== INSTRUCTIONS FOR THE TASK ==
Copy each line of the following data that contains "tests".

== Stored data ==
·····
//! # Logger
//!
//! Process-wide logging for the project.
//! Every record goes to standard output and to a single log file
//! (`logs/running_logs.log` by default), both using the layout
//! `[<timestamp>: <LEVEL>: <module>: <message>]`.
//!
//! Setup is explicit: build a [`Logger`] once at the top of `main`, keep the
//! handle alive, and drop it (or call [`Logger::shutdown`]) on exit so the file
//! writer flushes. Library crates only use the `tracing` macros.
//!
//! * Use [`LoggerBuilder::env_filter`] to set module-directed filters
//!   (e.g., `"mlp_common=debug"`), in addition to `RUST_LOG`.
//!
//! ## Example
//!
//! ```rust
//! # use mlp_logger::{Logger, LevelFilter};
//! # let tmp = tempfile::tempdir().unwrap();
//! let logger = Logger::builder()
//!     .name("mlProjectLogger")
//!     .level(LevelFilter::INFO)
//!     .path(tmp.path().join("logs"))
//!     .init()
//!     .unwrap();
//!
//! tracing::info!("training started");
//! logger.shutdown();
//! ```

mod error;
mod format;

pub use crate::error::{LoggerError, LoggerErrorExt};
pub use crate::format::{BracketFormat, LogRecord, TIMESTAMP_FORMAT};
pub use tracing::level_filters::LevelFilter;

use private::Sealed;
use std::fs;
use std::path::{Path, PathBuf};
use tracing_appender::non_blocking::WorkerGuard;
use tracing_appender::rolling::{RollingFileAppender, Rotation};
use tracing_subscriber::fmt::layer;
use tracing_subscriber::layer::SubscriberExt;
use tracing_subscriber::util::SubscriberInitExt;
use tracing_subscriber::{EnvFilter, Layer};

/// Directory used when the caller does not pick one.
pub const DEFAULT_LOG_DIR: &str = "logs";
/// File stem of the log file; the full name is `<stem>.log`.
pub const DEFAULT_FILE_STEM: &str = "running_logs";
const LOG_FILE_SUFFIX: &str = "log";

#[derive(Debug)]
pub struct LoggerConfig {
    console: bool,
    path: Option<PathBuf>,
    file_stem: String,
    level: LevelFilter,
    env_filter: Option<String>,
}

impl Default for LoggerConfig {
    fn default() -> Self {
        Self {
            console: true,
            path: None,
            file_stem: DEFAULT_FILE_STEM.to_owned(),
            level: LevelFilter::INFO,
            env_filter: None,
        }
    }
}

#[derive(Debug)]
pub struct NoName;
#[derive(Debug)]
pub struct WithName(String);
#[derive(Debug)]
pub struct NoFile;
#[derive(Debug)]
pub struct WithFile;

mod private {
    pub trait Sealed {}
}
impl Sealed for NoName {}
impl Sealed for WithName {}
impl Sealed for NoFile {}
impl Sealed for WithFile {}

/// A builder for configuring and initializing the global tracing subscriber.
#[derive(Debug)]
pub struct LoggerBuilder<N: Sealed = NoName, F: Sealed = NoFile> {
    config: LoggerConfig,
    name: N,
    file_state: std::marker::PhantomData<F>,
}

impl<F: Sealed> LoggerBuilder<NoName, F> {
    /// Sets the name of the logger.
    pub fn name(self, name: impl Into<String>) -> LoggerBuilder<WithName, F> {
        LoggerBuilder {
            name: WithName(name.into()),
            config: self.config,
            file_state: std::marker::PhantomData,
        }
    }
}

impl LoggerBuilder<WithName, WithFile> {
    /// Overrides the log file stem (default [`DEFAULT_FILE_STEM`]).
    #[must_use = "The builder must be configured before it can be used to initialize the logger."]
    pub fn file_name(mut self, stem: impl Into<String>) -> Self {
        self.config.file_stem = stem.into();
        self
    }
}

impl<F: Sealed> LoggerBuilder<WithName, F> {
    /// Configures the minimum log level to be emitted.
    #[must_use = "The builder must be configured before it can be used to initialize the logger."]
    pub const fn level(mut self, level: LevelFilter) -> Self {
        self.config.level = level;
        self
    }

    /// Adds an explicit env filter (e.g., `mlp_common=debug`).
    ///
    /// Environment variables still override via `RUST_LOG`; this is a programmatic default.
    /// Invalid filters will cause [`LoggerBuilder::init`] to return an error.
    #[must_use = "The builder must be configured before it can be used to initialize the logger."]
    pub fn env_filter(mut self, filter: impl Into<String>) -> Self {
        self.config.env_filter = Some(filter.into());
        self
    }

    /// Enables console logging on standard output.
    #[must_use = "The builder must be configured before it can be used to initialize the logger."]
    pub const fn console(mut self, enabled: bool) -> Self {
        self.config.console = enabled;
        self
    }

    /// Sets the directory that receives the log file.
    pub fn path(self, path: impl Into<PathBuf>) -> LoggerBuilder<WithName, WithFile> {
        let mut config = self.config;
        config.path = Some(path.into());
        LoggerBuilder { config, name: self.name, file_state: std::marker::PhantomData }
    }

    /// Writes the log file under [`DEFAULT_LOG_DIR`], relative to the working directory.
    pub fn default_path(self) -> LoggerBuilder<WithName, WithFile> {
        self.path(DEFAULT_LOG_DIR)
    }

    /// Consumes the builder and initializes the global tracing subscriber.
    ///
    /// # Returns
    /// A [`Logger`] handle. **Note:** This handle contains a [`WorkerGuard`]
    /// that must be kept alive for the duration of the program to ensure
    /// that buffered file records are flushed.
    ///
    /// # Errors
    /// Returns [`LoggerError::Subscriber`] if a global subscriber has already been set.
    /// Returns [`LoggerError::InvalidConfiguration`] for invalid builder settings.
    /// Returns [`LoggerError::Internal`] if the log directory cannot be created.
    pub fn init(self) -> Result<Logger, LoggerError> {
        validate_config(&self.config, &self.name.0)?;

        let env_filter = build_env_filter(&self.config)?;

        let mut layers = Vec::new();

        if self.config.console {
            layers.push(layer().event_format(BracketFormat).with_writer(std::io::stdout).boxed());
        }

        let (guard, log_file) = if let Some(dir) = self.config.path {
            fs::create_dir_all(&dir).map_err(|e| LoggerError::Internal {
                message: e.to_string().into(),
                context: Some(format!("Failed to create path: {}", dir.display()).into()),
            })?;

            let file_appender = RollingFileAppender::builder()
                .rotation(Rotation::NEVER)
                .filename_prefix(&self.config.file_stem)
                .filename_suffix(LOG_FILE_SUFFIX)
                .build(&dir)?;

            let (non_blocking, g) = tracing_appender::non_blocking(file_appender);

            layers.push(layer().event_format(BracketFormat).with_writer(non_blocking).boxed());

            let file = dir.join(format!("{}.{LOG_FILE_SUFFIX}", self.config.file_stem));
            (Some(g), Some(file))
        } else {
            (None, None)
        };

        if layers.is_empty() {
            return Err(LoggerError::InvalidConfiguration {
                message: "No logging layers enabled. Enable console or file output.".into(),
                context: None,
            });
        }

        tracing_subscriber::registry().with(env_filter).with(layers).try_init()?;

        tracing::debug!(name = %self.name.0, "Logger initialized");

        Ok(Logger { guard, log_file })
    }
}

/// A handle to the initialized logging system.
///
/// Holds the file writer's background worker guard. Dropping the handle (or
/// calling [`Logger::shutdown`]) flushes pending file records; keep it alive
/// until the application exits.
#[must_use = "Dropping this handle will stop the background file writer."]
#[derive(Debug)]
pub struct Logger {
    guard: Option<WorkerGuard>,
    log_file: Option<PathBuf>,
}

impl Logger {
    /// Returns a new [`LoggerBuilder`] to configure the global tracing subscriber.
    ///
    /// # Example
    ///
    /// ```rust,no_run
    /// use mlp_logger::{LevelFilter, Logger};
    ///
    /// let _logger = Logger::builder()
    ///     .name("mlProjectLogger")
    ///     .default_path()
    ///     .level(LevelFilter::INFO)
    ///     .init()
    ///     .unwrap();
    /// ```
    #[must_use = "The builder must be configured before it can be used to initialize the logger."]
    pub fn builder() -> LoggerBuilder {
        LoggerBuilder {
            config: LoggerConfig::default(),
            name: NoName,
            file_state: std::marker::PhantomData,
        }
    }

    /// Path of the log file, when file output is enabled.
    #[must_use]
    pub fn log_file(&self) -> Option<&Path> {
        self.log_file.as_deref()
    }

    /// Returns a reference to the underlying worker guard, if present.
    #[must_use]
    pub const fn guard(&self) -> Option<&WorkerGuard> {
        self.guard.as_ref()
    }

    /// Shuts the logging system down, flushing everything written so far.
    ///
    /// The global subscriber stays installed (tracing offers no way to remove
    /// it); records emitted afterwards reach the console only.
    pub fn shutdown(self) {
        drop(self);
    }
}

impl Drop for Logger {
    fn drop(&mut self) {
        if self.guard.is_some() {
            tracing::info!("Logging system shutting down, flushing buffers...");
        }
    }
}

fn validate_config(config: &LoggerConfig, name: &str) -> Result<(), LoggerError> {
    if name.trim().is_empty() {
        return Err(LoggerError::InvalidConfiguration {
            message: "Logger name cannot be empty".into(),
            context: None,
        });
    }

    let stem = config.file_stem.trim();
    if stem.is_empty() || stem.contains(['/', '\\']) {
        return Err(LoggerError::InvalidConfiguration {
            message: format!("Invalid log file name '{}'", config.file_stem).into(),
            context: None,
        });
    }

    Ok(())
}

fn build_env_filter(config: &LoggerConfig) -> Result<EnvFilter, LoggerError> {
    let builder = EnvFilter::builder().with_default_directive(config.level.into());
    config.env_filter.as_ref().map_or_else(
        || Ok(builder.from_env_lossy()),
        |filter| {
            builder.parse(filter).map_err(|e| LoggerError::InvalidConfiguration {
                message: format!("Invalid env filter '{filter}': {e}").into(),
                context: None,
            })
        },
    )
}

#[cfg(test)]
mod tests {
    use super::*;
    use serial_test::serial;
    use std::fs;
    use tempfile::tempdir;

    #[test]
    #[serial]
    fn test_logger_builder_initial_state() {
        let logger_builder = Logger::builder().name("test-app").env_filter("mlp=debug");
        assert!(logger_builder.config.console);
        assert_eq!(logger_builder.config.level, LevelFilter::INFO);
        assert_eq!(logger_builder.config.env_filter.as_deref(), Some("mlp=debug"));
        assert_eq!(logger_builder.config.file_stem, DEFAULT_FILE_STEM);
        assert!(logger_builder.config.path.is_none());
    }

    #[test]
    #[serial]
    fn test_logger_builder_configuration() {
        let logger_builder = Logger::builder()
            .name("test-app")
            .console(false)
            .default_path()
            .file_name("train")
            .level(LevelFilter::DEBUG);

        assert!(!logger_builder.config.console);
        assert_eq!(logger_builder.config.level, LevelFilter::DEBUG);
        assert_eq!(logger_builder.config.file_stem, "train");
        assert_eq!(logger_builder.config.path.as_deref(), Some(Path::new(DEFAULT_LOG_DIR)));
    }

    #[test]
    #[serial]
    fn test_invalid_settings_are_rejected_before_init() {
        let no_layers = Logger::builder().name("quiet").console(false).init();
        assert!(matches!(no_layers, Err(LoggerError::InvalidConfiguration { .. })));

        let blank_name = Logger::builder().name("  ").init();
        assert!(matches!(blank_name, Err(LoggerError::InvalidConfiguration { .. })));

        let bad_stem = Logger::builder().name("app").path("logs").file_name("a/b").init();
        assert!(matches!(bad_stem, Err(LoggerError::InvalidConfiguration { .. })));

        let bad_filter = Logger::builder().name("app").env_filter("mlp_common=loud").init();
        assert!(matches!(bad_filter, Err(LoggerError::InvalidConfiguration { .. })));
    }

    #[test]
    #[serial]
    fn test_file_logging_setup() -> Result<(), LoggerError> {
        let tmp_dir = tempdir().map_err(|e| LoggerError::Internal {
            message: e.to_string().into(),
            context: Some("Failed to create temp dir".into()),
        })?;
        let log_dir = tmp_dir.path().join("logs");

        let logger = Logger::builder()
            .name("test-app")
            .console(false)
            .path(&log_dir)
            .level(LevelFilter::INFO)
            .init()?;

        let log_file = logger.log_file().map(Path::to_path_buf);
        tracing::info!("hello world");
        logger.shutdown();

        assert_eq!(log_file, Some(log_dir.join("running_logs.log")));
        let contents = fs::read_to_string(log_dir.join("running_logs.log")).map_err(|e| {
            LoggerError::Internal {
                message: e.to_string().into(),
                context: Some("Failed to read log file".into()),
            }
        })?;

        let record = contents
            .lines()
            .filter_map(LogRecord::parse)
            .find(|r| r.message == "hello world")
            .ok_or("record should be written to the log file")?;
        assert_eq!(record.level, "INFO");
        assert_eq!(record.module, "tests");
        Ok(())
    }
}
·····
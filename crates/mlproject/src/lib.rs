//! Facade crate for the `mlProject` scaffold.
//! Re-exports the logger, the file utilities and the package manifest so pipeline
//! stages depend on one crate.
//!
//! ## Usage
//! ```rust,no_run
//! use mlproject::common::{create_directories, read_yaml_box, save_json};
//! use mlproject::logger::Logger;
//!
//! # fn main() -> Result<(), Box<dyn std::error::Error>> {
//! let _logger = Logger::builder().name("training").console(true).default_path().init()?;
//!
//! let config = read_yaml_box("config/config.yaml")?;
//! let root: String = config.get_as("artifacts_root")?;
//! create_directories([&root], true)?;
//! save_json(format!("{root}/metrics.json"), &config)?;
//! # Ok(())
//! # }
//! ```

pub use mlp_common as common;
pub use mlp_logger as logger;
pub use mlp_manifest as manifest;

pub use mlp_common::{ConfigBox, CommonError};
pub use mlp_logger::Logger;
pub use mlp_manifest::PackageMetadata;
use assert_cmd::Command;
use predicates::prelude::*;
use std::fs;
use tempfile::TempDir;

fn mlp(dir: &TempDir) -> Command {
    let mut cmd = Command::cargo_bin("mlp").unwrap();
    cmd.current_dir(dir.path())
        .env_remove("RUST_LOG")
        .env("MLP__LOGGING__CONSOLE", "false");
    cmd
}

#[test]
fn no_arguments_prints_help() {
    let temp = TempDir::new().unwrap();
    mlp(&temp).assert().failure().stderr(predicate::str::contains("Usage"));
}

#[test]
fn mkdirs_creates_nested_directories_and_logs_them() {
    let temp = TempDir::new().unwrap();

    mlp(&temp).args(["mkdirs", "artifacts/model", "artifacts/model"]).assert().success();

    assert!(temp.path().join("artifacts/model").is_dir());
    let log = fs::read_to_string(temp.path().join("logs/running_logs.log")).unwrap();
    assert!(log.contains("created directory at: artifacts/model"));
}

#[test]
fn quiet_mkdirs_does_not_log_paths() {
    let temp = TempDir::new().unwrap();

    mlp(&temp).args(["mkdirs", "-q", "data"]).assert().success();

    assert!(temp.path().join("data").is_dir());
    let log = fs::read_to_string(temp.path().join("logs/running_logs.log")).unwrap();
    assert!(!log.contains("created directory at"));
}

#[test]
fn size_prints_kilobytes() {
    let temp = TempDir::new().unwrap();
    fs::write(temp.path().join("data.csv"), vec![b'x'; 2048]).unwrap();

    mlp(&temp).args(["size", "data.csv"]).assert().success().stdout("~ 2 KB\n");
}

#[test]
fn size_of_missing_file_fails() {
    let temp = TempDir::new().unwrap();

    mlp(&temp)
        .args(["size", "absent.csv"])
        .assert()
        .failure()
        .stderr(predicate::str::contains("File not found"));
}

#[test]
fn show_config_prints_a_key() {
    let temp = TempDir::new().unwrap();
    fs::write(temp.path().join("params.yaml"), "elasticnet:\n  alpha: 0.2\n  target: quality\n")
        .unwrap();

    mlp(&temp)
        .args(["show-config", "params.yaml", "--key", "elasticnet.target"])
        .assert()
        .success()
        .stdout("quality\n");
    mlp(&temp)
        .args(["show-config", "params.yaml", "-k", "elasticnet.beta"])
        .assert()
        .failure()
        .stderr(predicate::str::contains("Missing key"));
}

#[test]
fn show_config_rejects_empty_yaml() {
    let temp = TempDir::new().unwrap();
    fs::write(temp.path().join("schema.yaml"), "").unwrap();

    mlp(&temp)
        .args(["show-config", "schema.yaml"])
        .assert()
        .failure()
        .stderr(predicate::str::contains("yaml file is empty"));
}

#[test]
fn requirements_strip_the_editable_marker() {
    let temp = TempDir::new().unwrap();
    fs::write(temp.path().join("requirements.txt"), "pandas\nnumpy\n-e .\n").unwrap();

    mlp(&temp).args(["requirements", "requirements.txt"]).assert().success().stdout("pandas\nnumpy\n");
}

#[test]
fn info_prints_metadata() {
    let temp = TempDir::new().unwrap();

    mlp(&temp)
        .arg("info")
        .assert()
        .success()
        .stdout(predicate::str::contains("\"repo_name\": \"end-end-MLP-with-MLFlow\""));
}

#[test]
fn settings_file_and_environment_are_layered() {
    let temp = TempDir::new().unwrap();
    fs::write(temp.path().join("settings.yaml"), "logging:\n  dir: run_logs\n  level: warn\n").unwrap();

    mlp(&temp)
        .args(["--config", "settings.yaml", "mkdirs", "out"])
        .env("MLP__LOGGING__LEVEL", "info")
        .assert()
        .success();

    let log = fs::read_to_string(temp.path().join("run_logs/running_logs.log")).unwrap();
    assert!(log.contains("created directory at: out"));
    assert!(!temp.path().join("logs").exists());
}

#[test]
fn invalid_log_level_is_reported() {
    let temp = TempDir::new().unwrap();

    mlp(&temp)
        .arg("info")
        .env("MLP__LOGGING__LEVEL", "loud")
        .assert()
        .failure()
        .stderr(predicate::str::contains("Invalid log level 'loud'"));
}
·····
== SOLVED EXERCISE ==
mod tests {
        assert_eq!(record.module, "tests");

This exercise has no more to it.